> _PROBLEM TO SOLVE_
Transcribe only what runs from the line including "assert!(!client.store.load().unwrap().is_logged_in());" through the last line of the entries, exactly as it appears.

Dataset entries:
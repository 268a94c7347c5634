//! Browser-delegated sign-in over a loopback callback.
//!
//! The client binds an ephemeral port on `127.0.0.1`, opens the server's
//! sign-in page in a browser and waits for the browser to be redirected back
//! to `/callback?token=...&name=...`. The token travels through a single-use
//! channel; a cancellation token shuts the listener down on every exit path.

use std::collections::HashMap;
use std::io;
use std::net::Ipv4Addr;
use std::sync::Arc;
use std::sync::Mutex;
use std::time::Duration;

use axum::Router;
use axum::extract::Query;
use axum::extract::State;
use axum::http::StatusCode;
use axum::response::Html;
use axum::response::IntoResponse;
use axum::response::Response;
use axum::routing::get;
use mockup_core::api::DISPLAY_NAME_PARAM;
use mockup_core::api::TOKEN_PARAM;
use mockup_core::api::cli_login_url;
use tokio::net::TcpListener;
use tokio::sync::oneshot;
use tokio::task::JoinHandle;
use tokio_util::sync::CancellationToken;
use tracing::debug;
use tracing::info;
use tracing::warn;

use crate::credentials::CredentialStore;
use crate::credentials::StoredCredential;
use crate::error::ClientError;

/// Identity provider used when none is given.
pub const DEFAULT_PROVIDER: &str = "github";

/// How long the handshake waits for the browser.
pub const LOGIN_TIMEOUT: Duration = Duration::from_secs(120);

/// Path of the loopback callback route.
pub const CALLBACK_PATH: &str = "/callback";

const SHUTDOWN_GRACE: Duration = Duration::from_secs(2);

const CONFIRMATION_PAGE: &str = "<!DOCTYPE html>
<html>
<head><meta charset=\"utf-8\"><title>Signed in</title></head>
<body style=\"font-family: sans-serif; text-align: center; padding-top: 4em\">
<h1>You are signed in</h1>
<p>You can close this window and return to the terminal.</p>
</body>
</html>
";

/// Parameters of one sign-in.
#[derive(Debug, Clone)]
pub struct LoginOptions {
    /// Server whose sign-in page is opened and whose token is stored.
    pub server: String,
    /// Identity provider segment of the sign-in URL.
    pub provider: String,
    /// Deadline for the browser callback.
    pub timeout: Duration,
}

impl LoginOptions {
    /// Creates options for `server` with the default provider and timeout.
    pub fn new(server: impl Into<String>) -> Self {
        Self {
            server: server.into(),
            provider: DEFAULT_PROVIDER.to_string(),
            timeout: LOGIN_TIMEOUT,
        }
    }

    /// Sets the identity provider.
    #[must_use]
    pub fn with_provider(mut self, provider: impl Into<String>) -> Self {
        self.provider = provider.into();
        self
    }

    /// Sets the callback deadline.
    #[must_use]
    pub const fn with_timeout(mut self, timeout: Duration) -> Self {
        self.timeout = timeout;
        self
    }
}

/// Result of a completed sign-in.
#[derive(Debug, Clone, PartialEq, Eq)]
pub struct LoginOutcome {
    /// Server the token was stored for.
    pub server: String,
    /// Display name reported by the callback, if any.
    pub display_name: Option<String>,
}

impl LoginOutcome {
    /// Confirmation line for the user.
    pub fn message(&self) -> String {
        match &self.display_name {
            Some(name) => format!("Logged in as {name}"),
            None => "Logged in successfully".to_string(),
        }
    }
}

/// Opens URLs in the user's browser.
pub trait BrowserOpener {
    /// Opens `url`.
    ///
    /// # Errors
    ///
    /// Returns an error if no browser could be launched.
    fn open(&self, url: &str) -> io::Result<()>;
}

/// Launches the platform's default browser.
#[derive(Debug, Clone, Copy, Default)]
pub struct SystemBrowser;

impl BrowserOpener for SystemBrowser {
    fn open(&self, url: &str) -> io::Result<()> {
        open::that(url)
    }
}

#[derive(Debug)]
struct Callback {
    token: String,
    name: Option<String>,
}

/// Single-use slot the callback handler publishes into.
struct CallbackSlot {
    sender: Mutex<Option<oneshot::Sender<Callback>>>,
}

impl CallbackSlot {
    fn new(sender: oneshot::Sender<Callback>) -> Self {
        Self {
            sender: Mutex::new(Some(sender)),
        }
    }

    fn publish(&self, callback: Callback) {
        let sender = self.sender.lock().ok().and_then(|mut slot| slot.take());
        match sender {
            Some(sender) => {
                if sender.send(callback).is_err() {
                    debug!("callback arrived after the handshake ended");
                }
            }
            None => debug!("duplicate callback ignored"),
        }
    }
}

fn callback_router(slot: Arc<CallbackSlot>) -> Router {
    Router::new()
        .route(CALLBACK_PATH, get(handle_callback))
        .with_state(slot)
}

async fn handle_callback(
    State(slot): State<Arc<CallbackSlot>>,
    Query(mut params): Query<HashMap<String, String>>,
) -> Response {
    let Some(token) = params.remove(TOKEN_PARAM).filter(|token| !token.is_empty()) else {
        debug!("callback without token rejected");
        return (StatusCode::BAD_REQUEST, "missing token").into_response();
    };
    let name = params
        .remove(DISPLAY_NAME_PARAM)
        .filter(|name| !name.is_empty());

    slot.publish(Callback { token, name });
    Html(CONFIRMATION_PAGE).into_response()
}

/// Loopback sign-in client.
pub struct LoopbackAuthClient<B = SystemBrowser> {
    store: CredentialStore,
    browser: B,
}

impl<B: BrowserOpener> LoopbackAuthClient<B> {
    /// Creates a client with a custom browser launcher.
    pub const fn with_browser(store: CredentialStore, browser: B) -> Self {
        Self { store, browser }
    }

    /// Runs one sign-in handshake and stores the received token.
    ///
    /// Callbacks without a token are answered with `400` and the wait
    /// continues. The listener is closed before this returns, whatever the
    /// outcome.
    ///
    /// # Errors
    ///
    /// Returns [`ClientError::Timeout`] if no token arrives before the
    /// deadline, [`ClientError::Listener`] if the listener fails, and
    /// [`ClientError::Credentials`] if the token cannot be stored.
    pub async fn login(&self, options: &LoginOptions) -> Result<LoginOutcome, ClientError> {
        let listener = TcpListener::bind((Ipv4Addr::LOCALHOST, 0))
            .await
            .map_err(|e| ClientError::Listener(e.to_string()))?;
        let port = listener
            .local_addr()
            .map_err(|e| ClientError::Listener(e.to_string()))?
            .port();
        debug!(port, "loopback listener bound");

        let (sender, receiver) = oneshot::channel();
        let app = callback_router(Arc::new(CallbackSlot::new(sender)));

        let shutdown = CancellationToken::new();
        // cancels the listener if this future is dropped mid-wait
        let _guard = shutdown.clone().drop_guard();
        let signal = shutdown.clone();
        let mut server: JoinHandle<io::Result<()>> = tokio::spawn(async move {
            axum::serve(listener, app)
                .with_graceful_shutdown(async move { signal.cancelled().await })
                .await
        });

        let url = cli_login_url(&options.server, &options.provider, port);
        if let Err(e) = self.browser.open(&url) {
            debug!(error = %e, "cannot open browser");
        }
        info!(%url, "waiting for browser sign-in");

        let mut server_done = false;
        let received = tokio::select! {
            callback = receiver => callback
                .map_err(|_| ClientError::Listener("callback channel closed".to_string())),
            finished = &mut server => {
                server_done = true;
                Err(listener_fault(finished))
            }
            () = tokio::time::sleep(options.timeout) => Err(ClientError::Timeout),
        };

        shutdown.cancel();
        if !server_done {
            stop_server(server).await;
        }
        debug!(port, "loopback listener closed");

        let callback = received?;
        self.store.save(&StoredCredential {
            server: options.server.clone(),
            token: callback.token,
        })?;

        Ok(LoginOutcome {
            server: options.server.clone(),
            display_name: callback.name,
        })
    }
}

fn listener_fault(finished: Result<io::Result<()>, tokio::task::JoinError>) -> ClientError {
    match finished {
        Ok(Ok(())) => ClientError::Listener("listener stopped unexpectedly".to_string()),
        Ok(Err(e)) => ClientError::Listener(e.to_string()),
        Err(e) => ClientError::Listener(e.to_string()),
    }
}

async fn stop_server(mut server: JoinHandle<io::Result<()>>) {
    if tokio::time::timeout(SHUTDOWN_GRACE, &mut server)
        .await
        .is_err()
    {
        warn!("listener did not drain in time, aborting");
        server.abort();
        let _ = server.await;
    }
}

#[cfg(test)]
#[allow(clippy::unwrap_used)]
mod tests {
    use super::*;
    use tempfile::TempDir;
    use tokio::sync::mpsc;

    const SERVER: &str = "https://review.example.com";

    /// Hands the sign-in URL to the test instead of a browser.
    struct RecordingBrowser(mpsc::UnboundedSender<String>);

    impl BrowserOpener for RecordingBrowser {
        fn open(&self, url: &str) -> io::Result<()> {
            let _ = self.0.send(url.to_string());
            Ok(())
        }
    }

    struct FailingBrowser;

    impl BrowserOpener for FailingBrowser {
        fn open(&self, _url: &str) -> io::Result<()> {
            Err(io::Error::other("no browser"))
        }
    }

    fn port_of(url: &str) -> u16 {
        url.rsplit_once("port=").unwrap().1.parse().unwrap()
    }

    fn recording_client(
        temp: &TempDir,
    ) -> (
        LoopbackAuthClient<RecordingBrowser>,
        mpsc::UnboundedReceiver<String>,
    ) {
        let (tx, rx) = mpsc::unbounded_channel();
        let store = CredentialStore::new(temp.path().join("credentials.json"));
        (
            LoopbackAuthClient::with_browser(store, RecordingBrowser(tx)),
            rx,
        )
    }

    #[tokio::test]
    async fn test_tokenless_callback_keeps_waiting() {
        let temp = TempDir::new().unwrap();
        let (client, mut urls) = recording_client(&temp);
        let options = LoginOptions::new(SERVER).with_timeout(Duration::from_secs(10));

        let browser = async {
            let url = urls.recv().await.unwrap();
            assert!(url.starts_with("https://review.example.com/auth/github/cli-login?port="));
            let base = format!("http://127.0.0.1:{}{CALLBACK_PATH}", port_of(&url));
            let http = reqwest::Client::new();

            let rejected = http.get(&base).send().await.unwrap();
            assert_eq!(rejected.status(), reqwest::StatusCode::BAD_REQUEST);

            let empty = http.get(format!("{base}?token=")).send().await.unwrap();
            assert_eq!(empty.status(), reqwest::StatusCode::BAD_REQUEST);

            let accepted = http
                .get(format!("{base}?token=tok&name=User"))
                .send()
                .await
                .unwrap();
            assert_eq!(accepted.status(), reqwest::StatusCode::OK);
            assert!(accepted.text().await.unwrap().contains("signed in"));
        };

        let (outcome, ()) = tokio::join!(client.login(&options), browser);
        let outcome = outcome.unwrap();
        assert_eq!(outcome.display_name.as_deref(), Some("User"));
        assert_eq!(outcome.message(), "Logged in as User");

        let stored = client.store.load().unwrap();
        assert_eq!(
            stored,
            StoredCredential {
                server: SERVER.to_string(),
                token: "tok".to_string(),
            }
        );
    }

    #[tokio::test]
    async fn test_callback_without_name() {
        let temp = TempDir::new().unwrap();
        let (client, mut urls) = recording_client(&temp);
        let options = LoginOptions::new(SERVER)
            .with_provider("gitlab")
            .with_timeout(Duration::from_secs(10));

        let browser = async {
            let url = urls.recv().await.unwrap();
            assert!(url.contains("/auth/gitlab/cli-login"));
            reqwest::get(format!(
                "http://127.0.0.1:{}{CALLBACK_PATH}?token=abc",
                port_of(&url)
            ))
            .await
            .unwrap();
        };

        let (outcome, ()) = tokio::join!(client.login(&options), browser);
        let outcome = outcome.unwrap();
        assert_eq!(outcome.display_name, None);
        assert_eq!(outcome.message(), "Logged in successfully");
        assert_eq!(client.store.load().unwrap().token, "abc");
    }

    #[tokio::test]
    async fn test_timeout_stores_nothing_and_closes_port() {
        let temp = TempDir::new().unwrap();
        let (client, mut urls) = recording_client(&temp);
        let options = LoginOptions::new(SERVER).with_timeout(Duration::from_millis(200));

        let err = client.login(&options).await.unwrap_err();
        assert!(matches!(err, ClientError::Timeout));
        assert!(!client.store.load().unwrap().is_logged_in());

        let port = port_of(&urls.recv().await.unwrap());
        assert!(
            tokio::net::TcpStream::connect((Ipv4Addr::LOCALHOST, port))
                .await
                .is_err()
        );
    }

    #[tokio::test]
    async fn test_browser_failure_is_ignored() {
        let temp = TempDir::new().unwrap();
        let store = CredentialStore::new(temp.path().join("credentials.json"));
        let client = LoopbackAuthClient::with_browser(store, FailingBrowser);
        let options = LoginOptions::new(SERVER).with_timeout(Duration::from_millis(100));

        let err = client.login(&options).await.unwrap_err();
        assert!(matches!(err, ClientError::Timeout));
    }

    #[tokio::test]
    async fn test_login_keeps_existing_record_on_timeout() {
        let temp = TempDir::new().unwrap();
        let (client, _urls) = recording_client(&temp);
        let previous = StoredCredential {
            server: "https://old.example.com".into(),
            token: "old".into(),
        };
        client.store.save(&previous).unwrap();

        let options = LoginOptions::new(SERVER).with_timeout(Duration::from_millis(100));
        assert!(client.login(&options).await.is_err());
        assert_eq!(client.store.load().unwrap(), previous);
    }

    #[test]
    fn test_default_options() {
        let options = LoginOptions::new(SERVER);
        assert_eq!(options.provider, DEFAULT_PROVIDER);
        assert_eq!(options.timeout, LOGIN_TIMEOUT);
    }
}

> _SOLVED EXERCISE_
        assert!(!client.store.load().unwrap().is_logged_in());

        let port = port_of(&urls.recv().await.unwrap());
        assert!(
            tokio::net::TcpStream::connect((Ipv4Addr::LOCALHOST, port))
                .await
                .is_err()
        );
    }

    #[tokio::test]
    async fn test_browser_failure_is_ignored() {
        let temp = TempDir::new().unwrap();
        let store = CredentialStore::new(temp.path().join("credentials.json"));
        let client = LoopbackAuthClient::with_browser(store, FailingBrowser);
        let options = LoginOptions::new(SERVER).with_timeout(Duration::from_millis(100));

        let err = client.login(&options).await.unwrap_err();
        assert!(matches!(err, ClientError::Timeout));
    }

    #[tokio::test]
    async fn test_login_keeps_existing_record_on_timeout() {
        let temp = TempDir::new().unwrap();
        let (client, _urls) = recording_client(&temp);
        let previous = StoredCredential {
            server: "https://old.example.com".into(),
            token: "old".into(),
        };
        client.store.save(&previous).unwrap();

        let options = LoginOptions::new(SERVER).with_timeout(Duration::from_millis(100));
        assert!(client.login(&options).await.is_err());
        assert_eq!(client.store.load().unwrap(), previous);
    }

    #[test]
    fn test_default_options() {
        let options = LoginOptions::new(SERVER);
        assert_eq!(options.provider, DEFAULT_PROVIDER);
        assert_eq!(options.timeout, LOGIN_TIMEOUT);
    }
}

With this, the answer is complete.